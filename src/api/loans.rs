//! Loan management endpoints

use axum::{
    extract::{Path, State},
    http::StatusCode,
    Json,
};
use serde::Serialize;
use utoipa::ToSchema;

use crate::{
    error::AppResult,
    models::loan::{CreateLoan, LoanDetails},
    AppState,
};

/// Return response with loan details
#[derive(Serialize, ToSchema)]
pub struct ReturnResponse {
    /// Return status
    pub status: String,
    /// Loan details
    pub loan: LoanDetails,
}

/// Loans not yet returned
#[utoipa::path(
    get,
    path = "/loans/active",
    tag = "loans",
    responses(
        (status = 200, description = "Active loans, soonest due first", body = Vec<LoanDetails>)
    )
)]
pub async fn list_active_loans(State(state): State<AppState>) -> AppResult<Json<Vec<LoanDetails>>> {
    let loans = state.services.loans.list_active().await?;
    Ok(Json(loans))
}

/// Loans past their due date and not returned
#[utoipa::path(
    get,
    path = "/loans/overdue",
    tag = "loans",
    responses(
        (status = 200, description = "Overdue loans", body = Vec<LoanDetails>)
    )
)]
pub async fn list_overdue_loans(State(state): State<AppState>) -> AppResult<Json<Vec<LoanDetails>>> {
    let loans = state.services.loans.list_overdue().await?;
    Ok(Json(loans))
}

/// Loan history of a library card
#[utoipa::path(
    get,
    path = "/loans/user/{card_number}",
    tag = "loans",
    params(
        ("card_number" = String, Path, description = "Library card number")
    ),
    responses(
        (status = 200, description = "Loans of the card, newest first", body = Vec<LoanDetails>)
    )
)]
pub async fn get_card_loans(
    State(state): State<AppState>,
    Path(card_number): Path<String>,
) -> AppResult<Json<Vec<LoanDetails>>> {
    let loans = state.services.loans.card_history(&card_number).await?;
    Ok(Json(loans))
}

#[utoipa::path(
    get,
    path = "/loans/{id}",
    tag = "loans",
    params(
        ("id" = i32, Path, description = "Loan ID")
    ),
    responses(
        (status = 200, description = "Loan details", body = LoanDetails),
        (status = 404, description = "Loan not found")
    )
)]
pub async fn get_loan(
    State(state): State<AppState>,
    Path(id): Path<i32>,
) -> AppResult<Json<LoanDetails>> {
    let loan = state.services.loans.get_loan(id).await?;
    Ok(Json(loan))
}

/// Create a new loan (borrow a book)
///
/// Also served at `/loans/create`.
#[utoipa::path(
    post,
    path = "/loans",
    tag = "loans",
    request_body = CreateLoan,
    responses(
        (status = 201, description = "Loan created", body = LoanDetails),
        (status = 400, description = "Invalid request"),
        (status = 404, description = "Book not found"),
        (status = 422, description = "Card at its loan limit or no copy available")
    )
)]
pub async fn create_loan(
    State(state): State<AppState>,
    Json(request): Json<CreateLoan>,
) -> AppResult<(StatusCode, Json<LoanDetails>)> {
    let loan = state.services.loans.create_loan(request).await?;
    Ok((StatusCode::CREATED, Json(loan)))
}

/// Return a borrowed book
#[utoipa::path(
    post,
    path = "/loans/return/{loan_id}",
    tag = "loans",
    params(
        ("loan_id" = i32, Path, description = "Loan ID")
    ),
    responses(
        (status = 200, description = "Book returned", body = ReturnResponse),
        (status = 404, description = "Loan not found"),
        (status = 422, description = "Already returned")
    )
)]
pub async fn return_loan(
    State(state): State<AppState>,
    Path(loan_id): Path<i32>,
) -> AppResult<Json<ReturnResponse>> {
    let loan = state.services.loans.return_loan(loan_id).await?;

    Ok(Json(ReturnResponse {
        status: "returned".to_string(),
        loan,
    }))
}
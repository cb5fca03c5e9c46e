//! Health check endpoints

use axum::{extract::State, http::StatusCode, Json};
use serde::Serialize;
use utoipa::ToSchema;

use crate::AppState;

#[derive(Serialize, ToSchema)]
pub struct HealthResponse {
    /// Current status of the service
    pub status: String,
    /// Version of the service
    pub version: String,
}

impl HealthResponse {
    fn new(status: &str) -> Self {
        Self {
            status: status.to_string(),
            version: env!("CARGO_PKG_VERSION").to_string(),
        }
    }
}

/// Health check endpoint
#[utoipa::path(
    get,
    path = "/health",
    tag = "health",
    responses(
        (status = 200, description = "Service is healthy", body = HealthResponse)
    )
)]
pub async fn health_check() -> Json<HealthResponse> {
    Json(HealthResponse::new("healthy"))
}

/// Readiness check endpoint (checks database connectivity)
#[utoipa::path(
    get,
    path = "/ready",
    tag = "health",
    responses(
        (status = 200, description = "Service is ready", body = HealthResponse),
        (status = 503, description = "Database unreachable", body = HealthResponse)
    )
)]
pub async fn readiness_check(State(state): State<AppState>) -> (StatusCode, Json<HealthResponse>) {
    match state.services.repository.ping().await {
        Ok(()) => (StatusCode::OK, Json(HealthResponse::new("ready"))),
        Err(e) => {
            tracing::warn!("Readiness check failed: {}", e);
            (
                StatusCode::SERVICE_UNAVAILABLE,
                Json(HealthResponse::new("unavailable")),
            )
        }
    }
}
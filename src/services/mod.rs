//! Business logic services

pub mod admin;
pub mod authors;
pub mod catalog;
pub mod loans;

use std::sync::Arc;

use crate::{clock::Clock, config::AppConfig, models::loan::LoanPolicy, repository::Repository};

/// Container for all services
#[derive(Clone)]
pub struct Services {
    pub catalog: catalog::CatalogService,
    pub authors: authors::AuthorsService,
    pub loans: loans::LoansService,
    pub admin: admin::AdminService,
    pub repository: Repository,
}

impl Services {
    /// Create all services with the given repository and time source
    pub fn new(repository: Repository, config: &AppConfig, clock: Arc<dyn Clock>) -> Self {
        let policy = LoanPolicy::from(&config.loans);
        let loans = loans::LoansService::new(
            repository.clone(),
            policy,
            config.catalog.clone(),
            clock.clone(),
        );

        Self {
            catalog: catalog::CatalogService::new(repository.clone(), config.catalog.clone(), clock.clone()),
            authors: authors::AuthorsService::new(repository.clone(), config.catalog.clone()),
            admin: admin::AdminService::new(repository.clone(), loans.clone(), clock),
            loans,
            repository,
        }
    }
}
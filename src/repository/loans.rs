//! Loans repository for database operations

use chrono::{DateTime, NaiveDate, Utc};
use sqlx::{Pool, Postgres};

use super::contains_pattern;
use crate::{
    error::{AppError, AppResult},
    models::{
        book::Book,
        loan::{CreateLoan, Loan, LoanDetails, LoanPolicy, LoanQuery, LoanRow, LoanStatus},
    },
};

const LOAN_SELECT: &str = r#"
    SELECT l.*, b.title AS book_title
    FROM loans l
    JOIN books b ON b.id = l.book_id
"#;

#[derive(Clone)]
pub struct LoansRepository {
    pool: Pool<Postgres>,
}

impl LoansRepository {
    pub fn new(pool: Pool<Postgres>) -> Self {
        Self { pool }
    }

    /// Get loan with its book title
    pub async fn get_details(&self, id: i32, today: NaiveDate) -> AppResult<LoanDetails> {
        let query = format!("{} WHERE l.id = $1", LOAN_SELECT);
        sqlx::query_as::<_, LoanRow>(&query)
            .bind(id)
            .fetch_optional(&self.pool)
            .await?
            .map(|row| row.into_details(today))
            .ok_or_else(|| AppError::NotFound(format!("Loan {} not found", id)))
    }

    /// Loans with ACTIVE status, soonest due first
    pub async fn list_active(&self, today: NaiveDate, limit: i64) -> AppResult<Vec<LoanDetails>> {
        let query = format!(
            "{} WHERE l.status = $1 ORDER BY l.due_date, l.id LIMIT $2",
            LOAN_SELECT
        );
        let rows = sqlx::query_as::<_, LoanRow>(&query)
            .bind(LoanStatus::Active)
            .bind(limit)
            .fetch_all(&self.pool)
            .await?;
        Ok(rows.into_iter().map(|r| r.into_details(today)).collect())
    }

    /// Loans not returned whose due date is before `today`
    pub async fn list_overdue(&self, today: NaiveDate, limit: i64) -> AppResult<Vec<LoanDetails>> {
        let query = format!(
            "{} WHERE l.returned_at IS NULL AND l.due_date < $1 ORDER BY l.due_date, l.id LIMIT $2",
            LOAN_SELECT
        );
        let rows = sqlx::query_as::<_, LoanRow>(&query)
            .bind(today)
            .bind(limit)
            .fetch_all(&self.pool)
            .await?;
        Ok(rows.into_iter().map(|r| r.into_details(today)).collect())
    }

    /// Every loan made on a card, most recent first
    pub async fn list_by_card(
        &self,
        card_number: &str,
        today: NaiveDate,
        limit: i64,
    ) -> AppResult<Vec<LoanDetails>> {
        let query = format!(
            "{} WHERE l.card_number = $1 ORDER BY l.borrowed_at DESC, l.id DESC LIMIT $2",
            LOAN_SELECT
        );
        let rows = sqlx::query_as::<_, LoanRow>(&query)
            .bind(card_number)
            .bind(limit)
            .fetch_all(&self.pool)
            .await?;
        Ok(rows.into_iter().map(|r| r.into_details(today)).collect())
    }

    /// Admin listing: status and borrowed-date filters, borrower search
    pub async fn filter(&self, query: &LoanQuery, today: NaiveDate) -> AppResult<Vec<LoanDetails>> {
        let sql = format!(
            r#"{}
            WHERE ($1::text IS NULL OR l.status = $1)
              AND ($2::date IS NULL OR l.borrowed_at::date >= $2)
              AND ($3::date IS NULL OR l.borrowed_at::date <= $3)
              AND ($4::text IS NULL OR l.borrower_name ILIKE $4
                   OR l.borrower_email ILIKE $4 OR l.card_number ILIKE $4)
            ORDER BY l.borrowed_at DESC, l.id DESC
            "#,
            LOAN_SELECT
        );
        let rows = sqlx::query_as::<_, LoanRow>(&sql)
            .bind(query.status)
            .bind(query.borrowed_from)
            .bind(query.borrowed_to)
            .bind(query.q.as_deref().map(contains_pattern))
            .fetch_all(&self.pool)
            .await?;
        Ok(rows.into_iter().map(|r| r.into_details(today)).collect())
    }

    /// Number of loans ever made on a card
    pub async fn count_by_card(&self, card_number: &str) -> AppResult<i64> {
        let count: i64 = sqlx::query_scalar("SELECT COUNT(*) FROM loans WHERE card_number = $1")
            .bind(card_number)
            .fetch_one(&self.pool)
            .await?;
        Ok(count)
    }

    /// Create a new loan.
    ///
    /// One transaction. The advisory lock keyed on the card number serializes
    /// admissions for a card; `FOR UPDATE` serializes everything touching the
    /// book. Lock order is card, then book.
    pub async fn create(
        &self,
        request: &CreateLoan,
        policy: &LoanPolicy,
        now: DateTime<Utc>,
    ) -> AppResult<(Loan, Book)> {
        let mut tx = self.pool.begin().await?;

        sqlx::query("SELECT pg_advisory_xact_lock(hashtext('loans.card_number'), hashtext($1))")
            .bind(&request.card_number)
            .execute(&mut *tx)
            .await?;

        let mut book = sqlx::query_as::<_, Book>("SELECT * FROM books WHERE id = $1 FOR UPDATE")
            .bind(request.book_id)
            .fetch_optional(&mut *tx)
            .await?
            .ok_or_else(|| AppError::NotFound(format!("Book {} not found", request.book_id)))?;

        let active_loans: i64 = sqlx::query_scalar(
            "SELECT COUNT(*) FROM loans WHERE card_number = $1 AND status = $2",
        )
        .bind(&request.card_number)
        .bind(LoanStatus::Active)
        .fetch_one(&mut *tx)
        .await?;

        // Dropping `tx` on error rolls back
        let new_loan = policy.admit(active_loans, &mut book, request, now)?;

        sqlx::query("UPDATE books SET available_copies = $1 WHERE id = $2")
            .bind(book.available_copies)
            .bind(book.id)
            .execute(&mut *tx)
            .await?;

        let loan = sqlx::query_as::<_, Loan>(
            r#"
            INSERT INTO loans (book_id, borrower_name, borrower_email, card_number,
                               borrowed_at, due_date, status, comments)
            VALUES ($1, $2, $3, $4, $5, $6, $7, $8)
            RETURNING *
            "#,
        )
        .bind(new_loan.book_id)
        .bind(&new_loan.borrower_name)
        .bind(&new_loan.borrower_email)
        .bind(&new_loan.card_number)
        .bind(new_loan.borrowed_at)
        .bind(new_loan.due_date)
        .bind(new_loan.status)
        .bind(&new_loan.comments)
        .fetch_one(&mut *tx)
        .await?;

        tx.commit().await?;

        Ok((loan, book))
    }

    /// Mark a loan returned and restock its book in one transaction.
    pub async fn return_loan(&self, loan_id: i32, now: DateTime<Utc>) -> AppResult<(Loan, Book)> {
        let mut tx = self.pool.begin().await?;

        let mut loan = sqlx::query_as::<_, Loan>("SELECT * FROM loans WHERE id = $1 FOR UPDATE")
            .bind(loan_id)
            .fetch_optional(&mut *tx)
            .await?
            .ok_or_else(|| AppError::NotFound(format!("Loan {} not found", loan_id)))?;

        let mut book = sqlx::query_as::<_, Book>("SELECT * FROM books WHERE id = $1 FOR UPDATE")
            .bind(loan.book_id)
            .fetch_one(&mut *tx)
            .await?;

        loan.mark_returned(&mut book, now)?;

        sqlx::query("UPDATE books SET available_copies = $1 WHERE id = $2")
            .bind(book.available_copies)
            .bind(book.id)
            .execute(&mut *tx)
            .await?;

        let loan = sqlx::query_as::<_, Loan>(
            "UPDATE loans SET status = $1, returned_at = $2 WHERE id = $3 RETURNING *",
        )
        .bind(loan.status)
        .bind(loan.returned_at)
        .bind(loan.id)
        .fetch_one(&mut *tx)
        .await?;

        tx.commit().await?;

        Ok((loan, book))
    }
}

Task item: Copy every line of the data that carries the word "models".

Response area:
    models::loan::{CreateLoan, LoanDetails},
use crate::{clock::Clock, config::AppConfig, models::loan::LoanPolicy, repository::Repository};
    models::{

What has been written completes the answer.